[BRIEF]: Each of the records below must be reproduced verbatim.

[DATASET RECORDS]:
╔══
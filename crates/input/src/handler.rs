//! Input handler for terminal environments.
//!
//! Movement and rotation fire once per key press. Soft drop is a held
//! intent: a press emits `SoftDropPress` and the matching release emits
//! `SoftDropRelease`. Terminals that never report release get an automatic
//! one after a quiet period without presses or repeats.

use arrayvec::ArrayVec;
use crossterm::event::{KeyCode, KeyEventKind};

use crate::map::{map_key, KeyBinding};
use crate::types::{Intent, SOFT_DROP_RELEASE_TIMEOUT_MS};

/// Tracks the held soft-drop key
#[derive(Debug, Clone)]
pub struct InputHandler {
    soft_drop_held: bool,
    /// Time since the soft-drop key was last pressed or repeated
    since_soft_drop_ms: u32,
    release_timeout_ms: u32,
}

impl InputHandler {
    pub fn new() -> Self {
        Self::with_release_timeout_ms(SOFT_DROP_RELEASE_TIMEOUT_MS)
    }

    pub fn with_release_timeout_ms(release_timeout_ms: u32) -> Self {
        Self {
            soft_drop_held: false,
            since_soft_drop_ms: 0,
            release_timeout_ms,
        }
    }

    pub fn soft_drop_held(&self) -> bool {
        self.soft_drop_held
    }

    /// Translate one key event into at most one intent
    pub fn handle_key(&mut self, code: KeyCode, kind: KeyEventKind) -> Option<Intent> {
        let binding = map_key(code)?;
        match (binding, kind) {
            (KeyBinding::SoftDrop, KeyEventKind::Press | KeyEventKind::Repeat) => {
                self.since_soft_drop_ms = 0;
                if self.soft_drop_held {
                    None
                } else {
                    self.soft_drop_held = true;
                    Some(Intent::SoftDropPress)
                }
            }
            (KeyBinding::SoftDrop, KeyEventKind::Release) => self.release(),
            // Terminal auto-repeat would otherwise slide the piece across the board.
            (_, KeyEventKind::Repeat | KeyEventKind::Release) => None,
            (KeyBinding::MoveLeft, KeyEventKind::Press) => Some(Intent::MoveLeft),
            (KeyBinding::MoveRight, KeyEventKind::Press) => Some(Intent::MoveRight),
            (KeyBinding::Rotate, KeyEventKind::Press) => Some(Intent::Rotate),
        }
    }

    /// Advance the release timer, emitting any synthesized intents
    pub fn update(&mut self, elapsed_ms: u32) -> ArrayVec<Intent, 2> {
        let mut intents = ArrayVec::new();
        if self.soft_drop_held {
            self.since_soft_drop_ms = self.since_soft_drop_ms.saturating_add(elapsed_ms);
            if self.since_soft_drop_ms > self.release_timeout_ms {
                intents.extend(self.release());
            }
        }
        intents
    }

    /// Forget held keys, e.g. after a restart
    pub fn reset(&mut self) {
        self.soft_drop_held = false;
        self.since_soft_drop_ms = 0;
    }

    fn release(&mut self) -> Option<Intent> {
        if !self.soft_drop_held {
            return None;
        }
        self.reset();
        Some(Intent::SoftDropRelease)
    }
}

impl Default for InputHandler {
    fn default() -> Self {
        Self::new()
    }
}

#[cfg(test)]
mod tests {
    use super::*;

    #[test]
    fn movement_fires_on_press_only() {
        let mut input = InputHandler::new();
        assert_eq!(
            input.handle_key(KeyCode::Left, KeyEventKind::Press),
            Some(Intent::MoveLeft)
        );
        assert_eq!(input.handle_key(KeyCode::Left, KeyEventKind::Repeat), None);
        assert_eq!(input.handle_key(KeyCode::Left, KeyEventKind::Release), None);
        assert_eq!(
            input.handle_key(KeyCode::Up, KeyEventKind::Press),
            Some(Intent::Rotate)
        );
    }

    #[test]
    fn soft_drop_press_and_release_edges() {
        let mut input = InputHandler::new();
        assert_eq!(
            input.handle_key(KeyCode::Down, KeyEventKind::Press),
            Some(Intent::SoftDropPress)
        );
        assert_eq!(input.handle_key(KeyCode::Down, KeyEventKind::Repeat), None);
        assert!(input.soft_drop_held());
        assert_eq!(
            input.handle_key(KeyCode::Down, KeyEventKind::Release),
            Some(Intent::SoftDropRelease)
        );
        assert_eq!(input.handle_key(KeyCode::Down, KeyEventKind::Release), None);
    }

    #[test]
    fn soft_drop_auto_releases_after_timeout() {
        let mut input = InputHandler::with_release_timeout_ms(100);
        input.handle_key(KeyCode::Down, KeyEventKind::Press);

        assert!(input.update(60).is_empty());
        // A repeat refreshes the hold.
        input.handle_key(KeyCode::Down, KeyEventKind::Repeat);
        assert!(input.update(60).is_empty());

        let intents = input.update(60);
        assert_eq!(intents.as_slice(), &[Intent::SoftDropRelease]);
        assert!(!input.soft_drop_held());
        assert!(input.update(500).is_empty());
    }
}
╚══
[RESPONSE TO THE TASK]:
filename crates/input/src/handler.rs
//! Input handler for terminal environments.
//!
//! Movement and rotation fire once per key press. Soft drop is a held
//! intent: a press emits `SoftDropPress` and the matching release emits
//! `SoftDropRelease`. Terminals that never report release get an automatic
//! one after a quiet period without presses or repeats.

use arrayvec::ArrayVec;
use crossterm::event::{KeyCode, KeyEventKind};

use crate::map::{map_key, KeyBinding};
use crate::types::{Intent, SOFT_DROP_RELEASE_TIMEOUT_MS};

/// Tracks the held soft-drop key
#[derive(Debug, Clone)]
pub struct InputHandler {
    soft_drop_held: bool,
    /// Time since the soft-drop key was last pressed or repeated
    since_soft_drop_ms: u32,
    release_timeout_ms: u32,
}

impl InputHandler {
    pub fn new() -> Self {
        Self::with_release_timeout_ms(SOFT_DROP_RELEASE_TIMEOUT_MS)
    }

    pub fn with_release_timeout_ms(release_timeout_ms: u32) -> Self {
        Self {
            soft_drop_held: false,
            since_soft_drop_ms: 0,
            release_timeout_ms,
        }
    }

    pub fn soft_drop_held(&self) -> bool {
        self.soft_drop_held
    }

    /// Translate one key event into at most one intent
    pub fn handle_key(&mut self, code: KeyCode, kind: KeyEventKind) -> Option<Intent> {
        let binding = map_key(code)?;
        match (binding, kind) {
            (KeyBinding::SoftDrop, KeyEventKind::Press | KeyEventKind::Repeat) => {
                self.since_soft_drop_ms = 0;
                if self.soft_drop_held {
                    None
                } else {
                    self.soft_drop_held = true;
                    Some(Intent::SoftDropPress)
                }
            }
            (KeyBinding::SoftDrop, KeyEventKind::Release) => self.release(),
            // Terminal auto-repeat would otherwise slide the piece across the board.
            (_, KeyEventKind::Repeat | KeyEventKind::Release) => None,
            (KeyBinding::MoveLeft, KeyEventKind::Press) => Some(Intent::MoveLeft),
            (KeyBinding::MoveRight, KeyEventKind::Press) => Some(Intent::MoveRight),
            (KeyBinding::Rotate, KeyEventKind::Press) => Some(Intent::Rotate),
        }
    }

    /// Advance the release timer, emitting any synthesized intents
    pub fn update(&mut self, elapsed_ms: u32) -> ArrayVec<Intent, 2> {
        let mut intents = ArrayVec::new();
        if self.soft_drop_held {
            self.since_soft_drop_ms = self.since_soft_drop_ms.saturating_add(elapsed_ms);
            if self.since_soft_drop_ms > self.release_timeout_ms {
                intents.extend(self.release());
            }
        }
        intents
    }

    /// Forget held keys, e.g. after a restart
    pub fn reset(&mut self) {
        self.soft_drop_held = false;
        self.since_soft_drop_ms = 0;
    }

    fn release(&mut self) -> Option<Intent> {
        if !self.soft_drop_held {
            return None;
        }
        self.reset();
        Some(Intent::SoftDropRelease)
    }
}

impl Default for InputHandler {
    fn default() -> Self {
        Self::new()
    }
}

#[cfg(test)]
mod tests {
    use super::*;

    #[test]
    fn movement_fires_on_press_only() {
        let mut input = InputHandler::new();
        assert_eq!(
            input.handle_key(KeyCode::Left, KeyEventKind::Press),
            Some(Intent::MoveLeft)
        );
        assert_eq!(input.handle_key(KeyCode::Left, KeyEventKind::Repeat), None);
        assert_eq!(input.handle_key(KeyCode::Left, KeyEventKind::Release), None);
        assert_eq!(
            input.handle_key(KeyCode::Up, KeyEventKind::Press),
            Some(Intent::Rotate)
        );
    }

    #[test]
    fn soft_drop_press_and_release_edges() {
        let mut input = InputHandler::new();
        assert_eq!(
            input.handle_key(KeyCode::Down, KeyEventKind::Press),
            Some(Intent::SoftDropPress)
        );
        assert_eq!(input.handle_key(KeyCode::Down, KeyEventKind::Repeat), None);
        assert!(input.soft_drop_held());
        assert_eq!(
            input.handle_key(KeyCode::Down, KeyEventKind::Release),
            Some(Intent::SoftDropRelease)
        );
        assert_eq!(input.handle_key(KeyCode::Down, KeyEventKind::Release), None);
    }

    #[test]
    fn soft_drop_auto_releases_after_timeout() {
        let mut input = InputHandler::with_release_timeout_ms(100);
        input.handle_key(KeyCode::Down, KeyEventKind::Press);

        assert!(input.update(60).is_empty());
        // A repeat refreshes the hold.
        input.handle_key(KeyCode::Down, KeyEventKind::Repeat);
        assert!(input.update(60).is_empty());

        let intents = input.update(60);
        assert_eq!(intents.as_slice(), &[Intent::SoftDropRelease]);
        assert!(!input.soft_drop_held());
        assert!(input.update(500).is_empty());
    }
}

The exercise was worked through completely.